*** Given records

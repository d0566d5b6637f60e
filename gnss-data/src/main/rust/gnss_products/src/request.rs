/*
 * Copyright (c) 2024, United States Government, as represented by the
 * Administrator of the National Aeronautics and Space Administration.
 * All rights reserved.
 *
 * The RACE - Runtime for Airspace Concept Evaluation platform is licensed
 * under the Apache License, Version 2.0 (the "License"); you may not use
 * this file except in compliance with the License. You may obtain a copy
 * of the License at http://www.apache.org/licenses/LICENSE-2.0.
 *
 * Unless required by applicable law or agreed to in writing, software
 * distributed under the License is distributed on an "AS IS" BASIS,
 * WITHOUT WARRANTIES OR CONDITIONS OF ANY KIND, either express or implied.
 * See the License for the specific language governing permissions and
 * limitations under the License.
 */

use chrono::{DateTime,Utc};
use serde::{Serialize,Deserialize};

use crate::errors::{GnssProductError,Result};
use crate::{ProductCatalog,SubtypeSpec};

/// lifecycle state of a queued request. COMPLETED and UNAVAILABLE are terminal
#[derive(Debug,Clone,Copy,PartialEq,Eq,Serialize,Deserialize)]
pub enum RequestStatus {
    Requested,
    Pending,
    Delayed,
    Completed,
    Unavailable,
    Invalid
}

impl RequestStatus {
    pub fn is_terminal (&self) -> bool {
        matches!(*self, RequestStatus::Completed | RequestStatus::Unavailable)
    }

    /// resolver aggregation rank: COMPLETED > DELAYED > PENDING > UNAVAILABLE
    pub fn severity (&self) -> u32 {
        match *self {
            RequestStatus::Completed => 4,
            RequestStatus::Delayed => 3,
            RequestStatus::Pending => 2,
            RequestStatus::Unavailable => 1,
            RequestStatus::Requested | RequestStatus::Invalid => 0
        }
    }

    pub fn as_str (&self) -> &'static str {
        match *self {
            RequestStatus::Requested => "REQUESTED",
            RequestStatus::Pending => "PENDING",
            RequestStatus::Delayed => "DELAYED",
            RequestStatus::Completed => "COMPLETED",
            RequestStatus::Unavailable => "UNAVAILABLE",
            RequestStatus::Invalid => "INVALID"
        }
    }

    pub fn from_str (s: &str) -> Option<RequestStatus> {
        match s {
            "REQUESTED" => Some(RequestStatus::Requested),
            "PENDING" => Some(RequestStatus::Pending),
            "DELAYED" => Some(RequestStatus::Delayed),
            "COMPLETED" => Some(RequestStatus::Completed),
            "UNAVAILABLE" => Some(RequestStatus::Unavailable),
            "INVALID" => Some(RequestStatus::Invalid),
            _ => None
        }
    }
}

impl std::fmt::Display for RequestStatus {
    fn fmt (&self, f: &mut std::fmt::Formatter<'_>) -> std::fmt::Result {
        write!(f, "{}", self.as_str())
    }
}

/// a client request for one product over an epoch interval, on behalf of a job.
/// The subtype is kept in its raw spec form ("FINAL", "RAPID+", "") since it is
/// part of the request identity.
#[derive(Debug,Clone,Serialize,Deserialize)]
pub struct Request {
    pub job_id: String,
    pub type_code: String,
    pub subtype: String,
    pub start: DateTime<Utc>,
    pub end: DateTime<Utc>,
    pub station: Option<String>,

    pub status: RequestStatus,
    pub available_date: Option<DateTime<Utc>>,
    pub supplied_subtype: Option<String>,
    pub message: Option<String>
}

impl Request {
    pub fn new (job_id: impl ToString, type_code: impl ToString, subtype: impl ToString,
                start: DateTime<Utc>, end: DateTime<Utc>, station: Option<String>) -> Request {
        Request {
            job_id: job_id.to_string(),
            type_code: type_code.to_string(),
            subtype: subtype.to_string(),
            start, end, station,
            status: RequestStatus::Requested,
            available_date: None,
            supplied_subtype: None,
            message: None
        }
    }

    /// the unique identity of a request across jobs and invocations
    pub fn reqid (&self) -> String {
        format!("{}:{}:{}:{}:{}:{}",
            self.job_id, self.type_code, self.subtype,
            self.station.as_deref().unwrap_or(""),
            self.start.timestamp(), self.end.timestamp())
    }

    pub fn subtype_spec (&self) -> SubtypeSpec {
        SubtypeSpec::parse(&self.subtype)
    }

    /// structural validation against the catalog: known type, epoch order,
    /// station present iff the selected products use one
    pub fn validate (&self, catalog: &ProductCatalog) -> Result<()> {
        if self.start > self.end {
            return Err( GnssProductError::InvalidRequest( format!("start {} after end {}", self.start, self.end)));
        }
        if !catalog.has_type(&self.type_code) {
            return Err( GnssProductError::UnknownProduct( self.type_code.clone(), self.subtype.clone()));
        }

        let selected = catalog.select(&self.type_code, &self.subtype_spec());
        if selected.is_empty() {
            return Err( GnssProductError::UnknownProduct( self.type_code.clone(), self.subtype.clone()));
        }

        for pt in &selected {
            if pt.uses_station() && self.station.is_none() {
                return Err( GnssProductError::MissingStation);
            }
            if !pt.uses_station() && self.station.is_some() {
                return Err( GnssProductError::InvalidRequest(
                    format!("{}/{} does not take a station", pt.type_code, pt.subtype)));
            }
        }
        Ok(())
    }
}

******

■ **What is required**
Which lines of the material above hold the string "Result"? Pull them out.

■ **Answer for the task**
use crate::errors::{GnssProductError,Result};
    fn fmt (&self, f: &mut std::fmt::Formatter<'_>) -> std::fmt::Result {
    pub fn validate (&self, catalog: &ProductCatalog) -> Result<()> {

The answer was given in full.